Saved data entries

________

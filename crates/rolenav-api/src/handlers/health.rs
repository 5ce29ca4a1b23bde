// Rolenav
// Copyright (C) 2025 Synerthink

// This program is free software: you can redistribute it and/or modify
// it under the terms of the GNU Affero General Public License as published by
// the Free Software Foundation, either version 3 of the License, or
// (at your option) any later version.

// This program is distributed in the hope that it will be useful,
// but WITHOUT ANY WARRANTY; without even the implied warranty of
// MERCHANTABILITY or FITNESS FOR A PARTICULAR PURPOSE.  See the
// GNU Affero General Public License for more details.

// You should have received a copy of the GNU Affero General Public License
// along with this program.  If not, see <http://www.gnu.org/licenses/>.

//! Health check handler

use crate::error::ApiResult;
use crate::handlers::json_response;
use crate::models::HealthResponse;
use crate::state::AppState;
use chrono::Utc;
use http_body_util::Full;
use hyper::{Response, StatusCode, body::Bytes};
use tracing::info;

/// Health check handler
/// GET /health
pub async fn health_check(state: &AppState) -> ApiResult<Response<Full<Bytes>>> {
    info!("Processing health check request");

    let store_reachable = state.store.roles().await.is_ok();

    let health_response = HealthResponse {
        status: if store_reachable { "healthy".to_string() } else { "degraded".to_string() },
        timestamp: Utc::now(),
        version: env!("CARGO_PKG_VERSION").to_string(),
        catalog_version: state.catalog.version(),
        capabilities: state.catalog.leaf_count(),
        store_reachable,
    };

    let status_code = if store_reachable { StatusCode::OK } else { StatusCode::SERVICE_UNAVAILABLE };

    json_response(status_code, &health_response)
}
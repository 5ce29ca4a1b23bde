// Rolenav
// Copyright (C) 2025 Synerthink

// This program is free software: you can redistribute it and/or modify
// it under the terms of the GNU Affero General Public License as published by
// the Free Software Foundation, either version 3 of the License, or
// (at your option) any later version.

// This program is distributed in the hope that it will be useful,
// but WITHOUT ANY WARRANTY; without even the implied warranty of
// MERCHANTABILITY or FITNESS FOR A PARTICULAR PURPOSE.  See the
// GNU Affero General Public License for more details.

// You should have received a copy of the GNU Affero General Public License
// along with this program.  If not, see <http://www.gnu.org/licenses/>.

//! Shared server state

use crate::config::Config;
use crate::error::ApiResult;
use rolenav_core::{Catalog, Composer, FilePermissionStore, PermissionResolver, PermissionStore, RoleProvider, RoleSource, StaticRoleSource, StoreRoleSource};
use std::sync::Arc;
use tracing::info;

/// Everything a request handler needs
#[derive(Clone)]
pub struct AppState {
    pub catalog: Arc<Catalog>,
    pub store: Arc<dyn PermissionStore>,
    pub roles: RoleProvider,
    pub composer: Composer,
    pub max_body_size: usize,
}

impl AppState {
    pub fn new(catalog: Arc<Catalog>, store: Arc<dyn PermissionStore>, roles: RoleProvider, composer: Composer) -> Self {
        Self {
            catalog,
            store,
            roles,
            composer,
            max_body_size: Config::default().max_body_size,
        }
    }

    /// Build the state described by a configuration
    pub async fn from_config(config: &Config) -> ApiResult<Self> {
        let catalog = Arc::new(match &config.catalog_path {
            Some(path) => Catalog::from_path(path)?,
            None => Catalog::builtin()?,
        });
        info!("Using catalog v{} with {} capabilities", catalog.version(), catalog.leaf_count());

        let store: Arc<dyn PermissionStore> = Arc::new(FilePermissionStore::open(&config.data_file, catalog.clone()).await?);

        let role_source: Arc<dyn RoleSource> = if config.roles.is_empty() {
            Arc::new(StoreRoleSource::new(store.clone()))
        } else {
            Arc::new(StaticRoleSource::new(config.roles.clone()))
        };

        Ok(Self {
            catalog,
            store,
            roles: RoleProvider::new(role_source),
            composer: Composer::with_threshold(config.collapse_threshold),
            max_body_size: config.max_body_size,
        })
    }

    /// Resolver over the shared store
    pub fn resolver(&self) -> PermissionResolver<Arc<dyn PermissionStore>> {
        PermissionResolver::new(self.store.clone())
    }
}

________

■ Problem to work on: Give the records again, exactly as they appear.

■ Response:
filename crates/rolenav-api/src/handlers/health.rs
repository 5ce29ca4a1b23bde
// Rolenav
// Copyright (C) 2025 Synerthink

// This program is free software: you can redistribute it and/or modify
// it under the terms of the GNU Affero General Public License as published by
// the Free Software Foundation, either version 3 of the License, or
// (at your option) any later version.

// This program is distributed in the hope that it will be useful,
// but WITHOUT ANY WARRANTY; without even the implied warranty of
// MERCHANTABILITY or FITNESS FOR A PARTICULAR PURPOSE.  See the
// GNU Affero General Public License for more details.

// You should have received a copy of the GNU Affero General Public License
// along with this program.  If not, see <http://www.gnu.org/licenses/>.

//! Health check handler

use crate::error::ApiResult;
use crate::handlers::json_response;
use crate::models::HealthResponse;
use crate::state::AppState;
use chrono::Utc;
use http_body_util::Full;
use hyper::{Response, StatusCode, body::Bytes};
use tracing::info;

/// Health check handler
/// GET /health
pub async fn health_check(state: &AppState) -> ApiResult<Response<Full<Bytes>>> {
    info!("Processing health check request");

    let store_reachable = state.store.roles().await.is_ok();

    let health_response = HealthResponse {
        status: if store_reachable { "healthy".to_string() } else { "degraded".to_string() },
        timestamp: Utc::now(),
        version: env!("CARGO_PKG_VERSION").to_string(),
        catalog_version: state.catalog.version(),
        capabilities: state.catalog.leaf_count(),
        store_reachable,
    };

    let status_code = if store_reachable { StatusCode::OK } else { StatusCode::SERVICE_UNAVAILABLE };

    json_response(status_code, &health_response)
}
repository 5ce29ca4a1b23bde
// Rolenav
// Copyright (C) 2025 Synerthink

// This program is free software: you can redistribute it and/or modify
// it under the terms of the GNU Affero General Public License as published by
// the Free Software Foundation, either version 3 of the License, or
// (at your option) any later version.

// This program is distributed in the hope that it will be useful,
// but WITHOUT ANY WARRANTY; without even the implied warranty of
// MERCHANTABILITY or FITNESS FOR A PARTICULAR PURPOSE.  See the
// GNU Affero General Public License for more details.

// You should have received a copy of the GNU Affero General Public License
// along with this program.  If not, see <http://www.gnu.org/licenses/>.

//! Shared server state

use crate::config::Config;
use crate::error::ApiResult;
use rolenav_core::{Catalog, Composer, FilePermissionStore, PermissionResolver, PermissionStore, RoleProvider, RoleSource, StaticRoleSource, StoreRoleSource};
use std::sync::Arc;
use tracing::info;

/// Everything a request handler needs
#[derive(Clone)]
pub struct AppState {
    pub catalog: Arc<Catalog>,
    pub store: Arc<dyn PermissionStore>,
    pub roles: RoleProvider,
    pub composer: Composer,
    pub max_body_size: usize,
}

impl AppState {
    pub fn new(catalog: Arc<Catalog>, store: Arc<dyn PermissionStore>, roles: RoleProvider, composer: Composer) -> Self {
        Self {
            catalog,
            store,
            roles,
            composer,
            max_body_size: Config::default().max_body_size,
        }
    }

    /// Build the state described by a configuration
    pub async fn from_config(config: &Config) -> ApiResult<Self> {
        let catalog = Arc::new(match &config.catalog_path {
            Some(path) => Catalog::from_path(path)?,
            None => Catalog::builtin()?,
        });
        info!("Using catalog v{} with {} capabilities", catalog.version(), catalog.leaf_count());

        let store: Arc<dyn PermissionStore> = Arc::new(FilePermissionStore::open(&config.data_file, catalog.clone()).await?);

        let role_source: Arc<dyn RoleSource> = if config.roles.is_empty() {
            Arc::new(StoreRoleSource::new(store.clone()))
        } else {
            Arc::new(StaticRoleSource::new(config.roles.clone()))
        };

        Ok(Self {
            catalog,
            store,
            roles: RoleProvider::new(role_source),
            composer: Composer::with_threshold(config.collapse_threshold),
            max_body_size: config.max_body_size,
        })
    }

    /// Resolver over the shared store
    pub fn resolver(&self) -> PermissionResolver<Arc<dyn PermissionStore>> {
        PermissionResolver::new(self.store.clone())
    }
}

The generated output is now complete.